The adoptive transfer of
tumor-specific cytotoxic T cells (CTL) offers a promising perspective in
cancer immunotherapy. However, the ex vivo-generated T lymphocytes are mostly IL-2-dependent. Here we explored the possibility of circumventing the requirement for
IL-2, known for severe side effects in the patient, and of simultaneously targeting the CTL towards the
tumor by the use of 2 bi-specific
antibody fragments. As a model system, we used SCID mice bearing an s.c.-implanted human
melanoma line (BLM-gp100) and in vitro-generated CTL specific for the gp100-derived immunogenic
peptide YLEPGPVTA, which were injected i.v. with delay. To maintain the cytotoxic potential of the transferred CTL, 2 bi-specific antibody (biAb) fragments were generated which bound with one arm either CD3 or CD28, a combination known to support the activation of CTL. For targeting the CTL, both biAbs contained the F(ab') part of HD-Me13, an antibody recognizing p97, a non-immunogenic
melanoma-associated surface molecule.
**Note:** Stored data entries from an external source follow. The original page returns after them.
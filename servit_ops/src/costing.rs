//! Cost and allergen roll-up for recipes
//!
//! One shared implementation for every call site (recipe editor, culinary
//! spec panel, sales insights, integrity scan). Costing is best-effort, not
//! strict validation: a missing ingredient or missing price contributes zero
//! and never fails the roll-up.

use rusqlite::Connection;
use servit_common::{ComputedCost, CostLine, Ingredient, Recipe};
use std::collections::{BTreeSet, HashMap};

use crate::pricing::{current_price, PriceBook};
use crate::Result;

/// Resolve a recipe's live cost and allergen union
///
/// Per line, in input order: union the ingredient's declared allergens, look
/// up the current unit cost, and extend by quantity. Lines referencing a
/// missing ingredient keep the raw id as display name and contribute zero
/// allergens; missing prices cost zero. The total is the exact sum of line
/// extended costs.
pub fn compute_cost_and_allergens(
    conn: &Connection,
    recipe: &Recipe,
    ingredient_map: &HashMap<String, Ingredient>,
) -> Result<ComputedCost> {
    let mut total = 0.0;
    let mut allergens = BTreeSet::new();
    let mut lines = Vec::with_capacity(recipe.lines.len());

    for line in &recipe.lines {
        let ingredient = ingredient_map.get(&line.ingredient_id);
        if let Some(ing) = ingredient {
            allergens.extend(ing.allergens.iter().cloned());
        }

        let unit_cost = current_price(conn, PriceBook::IngredientCost, &line.ingredient_id, None)?
            .map(|p| p.value)
            .unwrap_or(0.0);
        let ext_cost = unit_cost * line.qty;
        total += ext_cost;

        lines.push(CostLine {
            ingredient_id: line.ingredient_id.clone(),
            ingredient_name: ingredient
                .map(|i| i.name.clone())
                .unwrap_or_else(|| line.ingredient_id.clone()),
            qty: line.qty,
            unit: if line.unit.is_empty() {
                ingredient.map(|i| i.unit.clone()).unwrap_or_default()
            } else {
                line.unit.clone()
            },
            unit_cost,
            ext_cost,
        });
    }

    Ok(ComputedCost {
        total,
        lines,
        allergens: allergens.into_iter().collect(),
    })
}

/// Theoretical cost of one portion
///
/// Divides the recipe total by its yield; a zero or negative yield falls back
/// to a divisor of 1 instead of erroring, so a malformed recipe still shows a
/// number. Fractional yields pass through unchanged.
pub fn cost_per_portion(
    conn: &Connection,
    recipe: &Recipe,
    ingredient_map: &HashMap<String, Ingredient>,
) -> Result<f64> {
    let computed = compute_cost_and_allergens(conn, recipe, ingredient_map)?;
    let divisor = if recipe.yield_qty > 0.0 {
        recipe.yield_qty
    } else {
        1.0
    };
    Ok(computed.total / divisor)
}

/// Scale multiplier for viewing a recipe at a different batch size
#[derive(Debug, Clone, Copy, PartialEq)]
pub struct ScaleFactor(f64);

impl ScaleFactor {
    /// Direct multiplier, e.g. the spec panel's 1x..8x selector
    pub fn from_multiplier(mult: f64) -> Self {
        if mult.is_finite() && mult > 0.0 {
            ScaleFactor(mult)
        } else {
            ScaleFactor(1.0)
        }
    }

    /// Derived from a desired yield against the recipe's base yield
    pub fn from_desired_yield(desired: f64, base_yield: f64) -> Self {
        let base = if base_yield > 0.0 { base_yield } else { 1.0 };
        Self::from_multiplier(desired / base)
    }

    pub fn value(self) -> f64 {
        self.0
    }
}

/// Scale a computed cost for display at a different batch size
///
/// Every line quantity and extended cost is multiplied by the factor; the
/// total is recomputed as the sum of scaled lines rather than scaling the
/// base total, so it always equals the displayed lines exactly.
pub fn scale_cost(computed: &ComputedCost, factor: ScaleFactor) -> ComputedCost {
    let f = factor.value();
    let lines: Vec<CostLine> = computed
        .lines
        .iter()
        .map(|ln| CostLine {
            ingredient_id: ln.ingredient_id.clone(),
            ingredient_name: ln.ingredient_name.clone(),
            qty: ln.qty * f,
            unit: ln.unit.clone(),
            unit_cost: ln.unit_cost,
            ext_cost: ln.ext_cost * f,
        })
        .collect();
    let total = lines.iter().map(|ln| ln.ext_cost).sum();
    ComputedCost {
        total,
        lines,
        allergens: computed.allergens.clone(),
    }
}

#[cfg(test)]
mod tests {
    use super::*;
    use crate::database::{ingredient_map, test_db, upsert_ingredient};
    use crate::pricing::add_price;
    use rusqlite::params;
    use servit_common::RecipeLine;

    fn seed_ingredient(
        conn: &mut Connection,
        id: &str,
        name: &str,
        allergens: &[&str],
        unit_cost: Option<f64>,
    ) {
        upsert_ingredient(
            conn,
            &Ingredient::new(id, name, "g").with_allergens(allergens),
        )
        .unwrap();
        if let Some(cost) = unit_cost {
            add_price(conn, PriceBook::IngredientCost, id, cost, None).unwrap();
        }
    }

    #[test]
    fn flour_line_resolves_current_price() {
        // Flour has a closed Jan price and an open Feb price; the line must
        // cost out at the open price.
        let mut conn = test_db();
        seed_ingredient(&mut conn, "flour", "Flour", &["gluten"], None);
        conn.execute(
            "INSERT INTO ingredient_prices
             (ingredient_id, unit_cost, currency, effective_from, effective_to)
             VALUES ('flour', 0.002, 'CAD', '2026-01-01T00:00:00+00:00', '2026-02-01T00:00:00+00:00')",
            [],
        )
        .unwrap();
        conn.execute(
            "INSERT INTO ingredient_prices
             (ingredient_id, unit_cost, currency, effective_from, effective_to)
             VALUES ('flour', 0.003, 'CAD', '2026-02-01T00:00:00+00:00', NULL)",
            [],
        )
        .unwrap();

        let recipe = Recipe::new("dough", "Dough", 1.0)
            .with_lines(vec![RecipeLine::new("flour", 500.0, "g")]);
        let map = ingredient_map(&conn).unwrap();
        let computed = compute_cost_and_allergens(&conn, &recipe, &map).unwrap();

        assert_eq!(computed.lines.len(), 1);
        assert!((computed.lines[0].unit_cost - 0.003).abs() < 1e-12);
        assert!((computed.lines[0].ext_cost - 1.5).abs() < 1e-12);
        assert!((computed.total - 1.5).abs() < 1e-12);
    }

    #[test]
    fn adding_price_shifts_line_cost() {
        let mut conn = test_db();
        seed_ingredient(&mut conn, "flour", "Flour", &[], Some(0.003));
        add_price(&mut conn, PriceBook::IngredientCost, "flour", 0.004, None).unwrap();

        // Previous row is now closed; only the 0.004 row is open.
        let closed: i64 = conn
            .query_row(
                "SELECT COUNT(*) FROM ingredient_prices
                 WHERE ingredient_id = 'flour' AND effective_to IS NOT NULL",
                [],
                |row| row.get(0),
            )
            .unwrap();
        assert_eq!(closed, 1);

        let recipe = Recipe::new("dough", "Dough", 1.0)
            .with_lines(vec![RecipeLine::new("flour", 500.0, "g")]);
        let map = ingredient_map(&conn).unwrap();
        let computed = compute_cost_and_allergens(&conn, &recipe, &map).unwrap();
        assert!((computed.total - 2.0).abs() < 1e-12);
    }

    #[test]
    fn missing_ingredient_degrades_to_zero() {
        let mut conn = test_db();
        seed_ingredient(&mut conn, "tomato", "Tomato", &[], Some(0.01));

        let recipe = Recipe::new("mystery", "Mystery", 1.0).with_lines(vec![
            RecipeLine::new("tomato", 100.0, "g"),
            RecipeLine::new("long-deleted", 50.0, "g"),
        ]);
        let map = ingredient_map(&conn).unwrap();
        let computed = compute_cost_and_allergens(&conn, &recipe, &map).unwrap();

        assert_eq!(computed.lines.len(), 2);
        let ghost = &computed.lines[1];
        assert_eq!(ghost.ingredient_name, "long-deleted");
        assert_eq!(ghost.unit_cost, 0.0);
        assert_eq!(ghost.ext_cost, 0.0);
        // Total still sums over the surviving line.
        assert!((computed.total - 1.0).abs() < 1e-12);
    }

    #[test]
    fn unpriced_ingredient_costs_zero_but_keeps_allergens() {
        let mut conn = test_db();
        seed_ingredient(&mut conn, "peanut", "Peanut", &["peanut"], None);

        let recipe = Recipe::new("satay", "Satay", 1.0)
            .with_lines(vec![RecipeLine::new("peanut", 30.0, "g")]);
        let map = ingredient_map(&conn).unwrap();
        let computed = compute_cost_and_allergens(&conn, &recipe, &map).unwrap();

        assert_eq!(computed.total, 0.0);
        assert_eq!(computed.allergens, vec!["peanut".to_string()]);
    }

    #[test]
    fn allergens_union_across_lines() {
        let mut conn = test_db();
        seed_ingredient(&mut conn, "a", "A", &["milk", "soy"], Some(1.0));
        seed_ingredient(&mut conn, "b", "B", &["soy", "egg"], Some(1.0));

        let recipe = Recipe::new("mix", "Mix", 1.0).with_lines(vec![
            RecipeLine::new("a", 1.0, "g"),
            RecipeLine::new("b", 1.0, "g"),
        ]);
        let map = ingredient_map(&conn).unwrap();
        let computed = compute_cost_and_allergens(&conn, &recipe, &map).unwrap();

        let set: BTreeSet<&str> = computed.allergens.iter().map(|s| s.as_str()).collect();
        assert_eq!(set, BTreeSet::from(["egg", "milk", "soy"]));
        assert_eq!(computed.allergens.len(), 3);
    }

    #[test]
    fn empty_recipe_resolves_to_zero() {
        let conn = test_db();
        let recipe = Recipe::new("blank", "Blank", 4.0);
        let computed = compute_cost_and_allergens(&conn, &recipe, &HashMap::new()).unwrap();
        assert_eq!(computed.total, 0.0);
        assert!(computed.lines.is_empty());
        assert!(computed.allergens.is_empty());
    }

    #[test]
    fn line_order_is_preserved() {
        let mut conn = test_db();
        for id in ["c", "a", "b"] {
            seed_ingredient(&mut conn, id, id, &[], Some(1.0));
        }
        let recipe = Recipe::new("r", "R", 1.0).with_lines(vec![
            RecipeLine::new("c", 1.0, "g"),
            RecipeLine::new("a", 1.0, "g"),
            RecipeLine::new("b", 1.0, "g"),
        ]);
        let map = ingredient_map(&conn).unwrap();
        let computed = compute_cost_and_allergens(&conn, &recipe, &map).unwrap();
        let ids: Vec<&str> = computed.lines.iter().map(|l| l.ingredient_id.as_str()).collect();
        assert_eq!(ids, vec!["c", "a", "b"]);
    }

    #[test]
    fn total_equals_sum_of_line_costs() {
        let mut conn = test_db();
        seed_ingredient(&mut conn, "x", "X", &[], Some(0.1));
        seed_ingredient(&mut conn, "y", "Y", &[], Some(0.07));
        let recipe = Recipe::new("r", "R", 1.0).with_lines(vec![
            RecipeLine::new("x", 3.0, "g"),
            RecipeLine::new("y", 11.0, "g"),
        ]);
        let map = ingredient_map(&conn).unwrap();
        let computed = compute_cost_and_allergens(&conn, &recipe, &map).unwrap();
        let sum: f64 = computed.lines.iter().map(|l| l.ext_cost).sum();
        assert_eq!(computed.total, sum);
    }

    #[test]
    fn cost_per_portion_divides_by_yield() {
        let mut conn = test_db();
        seed_ingredient(&mut conn, "x", "X", &[], Some(1.0));
        let recipe = Recipe::new("r", "R", 4.0)
            .with_lines(vec![RecipeLine::new("x", 8.0, "g")]);
        let map = ingredient_map(&conn).unwrap();
        let per_portion = cost_per_portion(&conn, &recipe, &map).unwrap();
        assert!((per_portion - 2.0).abs() < 1e-12);
    }

    #[test]
    fn cost_per_portion_floors_malformed_yield_at_one() {
        let mut conn = test_db();
        seed_ingredient(&mut conn, "x", "X", &[], Some(1.0));
        let map = ingredient_map(&conn).unwrap();

        for bad_yield in [0.0, -3.0] {
            let recipe = Recipe::new("r", "R", bad_yield)
                .with_lines(vec![RecipeLine::new("x", 8.0, "g")]);
            let per_portion = cost_per_portion(&conn, &recipe, &map).unwrap();
            assert!((per_portion - 8.0).abs() < 1e-12);
        }
    }

    #[test]
    fn scaling_is_linear() {
        let mut conn = test_db();
        seed_ingredient(&mut conn, "x", "X", &[], Some(0.37));
        seed_ingredient(&mut conn, "y", "Y", &[], Some(1.13));
        let recipe = Recipe::new("r", "R", 2.0).with_lines(vec![
            RecipeLine::new("x", 123.4, "g"),
            RecipeLine::new("y", 7.0, "g"),
        ]);
        let map = ingredient_map(&conn).unwrap();
        let base = compute_cost_and_allergens(&conn, &recipe, &map).unwrap();

        for f in [0.5, 1.0, 3.0, 7.25] {
            let scaled = scale_cost(&base, ScaleFactor::from_multiplier(f));
            let expected = base.total * f;
            let rel = (scaled.total - expected).abs() / expected.abs().max(1e-12);
            assert!(rel < 1e-9, "factor {f}: {} vs {expected}", scaled.total);
            for (s, b) in scaled.lines.iter().zip(base.lines.iter()) {
                assert!((s.qty - b.qty * f).abs() < 1e-9);
                assert!((s.ext_cost - b.ext_cost * f).abs() < 1e-9);
            }
        }
    }

    #[test]
    fn scale_factor_from_desired_yield() {
        let f = ScaleFactor::from_desired_yield(12.0, 4.0);
        assert_eq!(f.value(), 3.0);
        // Malformed base yield falls back to 1.
        let f = ScaleFactor::from_desired_yield(5.0, 0.0);
        assert_eq!(f.value(), 5.0);
        // Nonsense multipliers fall back to identity.
        assert_eq!(ScaleFactor::from_multiplier(0.0).value(), 1.0);
        assert_eq!(ScaleFactor::from_multiplier(f64::NAN).value(), 1.0);
    }

    #[test]
    fn line_unit_falls_back_to_ingredient_unit() {
        let mut conn = test_db();
        upsert_ingredient(&mut conn, &Ingredient::new("milk", "Milk", "ml")).unwrap();
        add_price(&mut conn, PriceBook::IngredientCost, "milk", 0.001, None).unwrap();
        let recipe = Recipe::new("r", "R", 1.0)
            .with_lines(vec![RecipeLine::new("milk", 200.0, "")]);
        let map = ingredient_map(&conn).unwrap();
        let computed = compute_cost_and_allergens(&conn, &recipe, &map).unwrap();
        assert_eq!(computed.lines[0].unit, "ml");
    }

    #[test]
    fn fallback_price_used_when_history_has_no_open_row() {
        let mut conn = test_db();
        seed_ingredient(&mut conn, "flour", "Flour", &[], None);
        conn.execute(
            "INSERT INTO ingredient_prices
             (ingredient_id, unit_cost, currency, effective_from, effective_to)
             VALUES ('flour', 0.002, 'CAD', '2026-01-01T00:00:00+00:00', '2026-02-01T00:00:00+00:00')",
            params![],
        )
        .unwrap();

        let recipe = Recipe::new("dough", "Dough", 1.0)
            .with_lines(vec![RecipeLine::new("flour", 100.0, "g")]);
        let map = ingredient_map(&conn).unwrap();
        let computed = compute_cost_and_allergens(&conn, &recipe, &map).unwrap();
        assert!((computed.total - 0.2).abs() < 1e-12);
    }
}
In vitro and in vivo, the addition of the 2 biAbs increased the cytotoxic potential of the gp100-specific CTL and supported their clonal expansion in the absence of
IL-2. Correspondingly, significantly higher numbers of CTL were recovered from
melanoma-bearing SCID-mice that received the 2 biAb than from mice treated with the CTL only. In animals treated with CTL plus both biAbs, the primary
tumor did not grow, and none of the mice developed
metastases. Thus, this set of bi-specific
antibody fragments was proved to target effector cells in the
tumor-bearing host and to efficiently support in vivo clonal expansion and cytolytic activity of in vitro-generated CTL.